Steven Vincent Johnson posted;
Vorts,
An article recently published in the Minneapolis Star Tribune written by Bill Moyers was brought to my attention. While not completely on topic, it is not exactly off topic
I really appreciate your bringing this to my attention. First of all, it's the Minneapolis Red Star and Communist Tribune, which as Dennis Prager http://www.dennisprager.com , says "is truly one of the worst newspapers in America."
I was so infuriated with what Moyers has to say that I wrote the following response.

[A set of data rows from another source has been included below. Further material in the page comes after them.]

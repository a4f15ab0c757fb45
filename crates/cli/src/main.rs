// SPDX-License-Identifier: MIT
// Copyright (c) 2026 Alfred Jean LLC

//! Recorder simulator binary entry point.

use clap::Parser;

use codegenless::cli::Cli;
use codegenless::recorder::{exit_codes, Recorder};
use codegenless::report::print_error;

#[tokio::main]
async fn main() -> Result<(), Box<dyn std::error::Error>> {
    let cli = Cli::parse();

    let mut recorder = match Recorder::from_cli(&cli).await {
        Ok(recorder) => recorder,
        Err(e) => {
            print_error(e);
            std::process::exit(exit_codes::ERROR);
        }
    };

    match recorder.run().await {
        Ok(exit_codes::SUCCESS) => Ok(()),
        Ok(code) => std::process::exit(code),
        Err(e) => {
            print_error(e);
            std::process::exit(exit_codes::ERROR);
        }
    }
}
//! Asset collaborator
//!
//! Every texture the game blits is named up front by `Sprite`. The
//! catalog resolves all of them to files at startup and refuses to run
//! with any texture missing, which turns a mid-game blit failure into a
//! clear startup diagnostic.

use std::collections::HashMap;
use std::path::{Path, PathBuf};

use thiserror::Error;

/// Every texture the game can draw.
#[derive(Debug, Clone, Copy, PartialEq, Eq, Hash)]
pub enum Sprite {
    Ground,
    Tank,
    AirBalloon,
    Airship,
    LandExplosion,
    AirExplosion,
    /// Placeholder art for anything without its own texture
    Fallback,
}

impl Sprite {
    pub const ALL: [Sprite; 7] = [
        Sprite::Ground,
        Sprite::Tank,
        Sprite::AirBalloon,
        Sprite::Airship,
        Sprite::LandExplosion,
        Sprite::AirExplosion,
        Sprite::Fallback,
    ];

    pub fn file_name(self) -> &'static str {
        match self {
            Sprite::Ground => "ground.png",
            Sprite::Tank => "tank.png",
            Sprite::AirBalloon => "air_balloon.png",
            Sprite::Airship => "airship.png",
            Sprite::LandExplosion => "land_explosion.png",
            Sprite::AirExplosion => "air_explosion.png",
            Sprite::Fallback => "default.png",
        }
    }
}

#[derive(Debug, Error)]
pub enum AssetError {
    #[error("missing texture {}", path.display())]
    Missing { path: PathBuf },
}

/// Resolved sprite files. Renderer backends read pixels from here; the
/// simulation never touches it.
#[derive(Debug, Clone)]
pub struct AssetCatalog {
    paths: HashMap<Sprite, PathBuf>,
}

impl AssetCatalog {
    /// Resolve every sprite under `dir`, failing on the first missing
    /// file.
    pub fn load(dir: &Path) -> Result<Self, AssetError> {
        let mut paths = HashMap::new();
        for sprite in Sprite::ALL {
            let path = dir.join(sprite.file_name());
            if !path.is_file() {
                return Err(AssetError::Missing { path });
            }
            paths.insert(sprite, path);
        }
        Ok(Self { paths })
    }

    pub fn path(&self, sprite: Sprite) -> &Path {
        &self.paths[&sprite]
    }
}
//! Headless demo binary
//!
//! Runs a short scripted duel against a null renderer. Pass a config
//! JSON path as the first argument and an asset directory as the
//! second; both are optional.

use std::path::Path;
use std::time::{SystemTime, UNIX_EPOCH};

use glam::Vec2;

use tank_duel::app::GameApp;
use tank_duel::assets::AssetCatalog;
use tank_duel::config::GameConfig;
use tank_duel::input::{InputEvent, ScriptedInput};
use tank_duel::render::NullRenderer;
use tank_duel::sim::GameState;

fn main() {
    env_logger::init();

    let mut args = std::env::args().skip(1);
    let config = match args.next() {
        Some(path) => match GameConfig::from_file(Path::new(&path)) {
            Ok(config) => config,
            Err(err) => {
                log::error!("failed to load config {path}: {err}");
                std::process::exit(1);
            }
        },
        None => GameConfig::default(),
    };

    if let Some(dir) = args.next() {
        match AssetCatalog::load(Path::new(&dir)) {
            Ok(_) => log::info!("all textures resolved under {dir}"),
            Err(err) => {
                log::error!("{err}");
                std::process::exit(1);
            }
        }
    }

    let seed = SystemTime::now()
        .duration_since(UNIX_EPOCH)
        .map(|elapsed| elapsed.as_millis() as u64)
        .unwrap_or(0);
    log::info!("seed {seed}");

    let state = GameState::new(config, seed);
    let mut app = GameApp::new(state);
    let mut input = demo_script();
    app.run(&mut NullRenderer, &mut input);

    println!(
        "scores after {} ticks: player 1 = {}, player 2 = {}",
        app.state.time_ticks, app.state.scores[0], app.state.scores[1]
    );
}

/// A canned duel: charge a shot at the sky, release, then watch the
/// fallout for two seconds.
fn demo_script() -> ScriptedInput {
    let mut script = ScriptedInput::new();
    script.push_frame(vec![
        InputEvent::PointerMoved(Vec2::new(1200.0, 600.0)),
        InputEvent::PointerDown,
    ]);
    script.idle_frames(30);
    script.push_frame(vec![InputEvent::PointerUp]);
    script.idle_frames(240);
    script.end_with_quit = true;
    script
}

Something else to consider: While Bill Moyers is not only an excellent journalist who has produced wonderful PBS programs like "Joseph Campbell and Power of Myth" (J. Campbell: 1904 - 1987, available at amazon.com), he is also an ordained Southern Baptist minister. Please keep this in mind when reading Mr. Moyers' essay:
For references check out:
http://www.zmag.org/content/showarticle.cfm?SectionID=41&ItemID=7158
Our local PBS station plays Power of Myth on a regular basis, it is apparently a big favorite with the liberals. Consequently I've watched a few minutes of it, I regard it as piece of New Age garbage. It figures that Moyers has a liberal Christian education. As Dennis Prager says, "some ideas are so stupid that only someone with an advanced degree could believe them."
One of the biggest changes in politics in my lifetime is that the delusional is no longer marginal.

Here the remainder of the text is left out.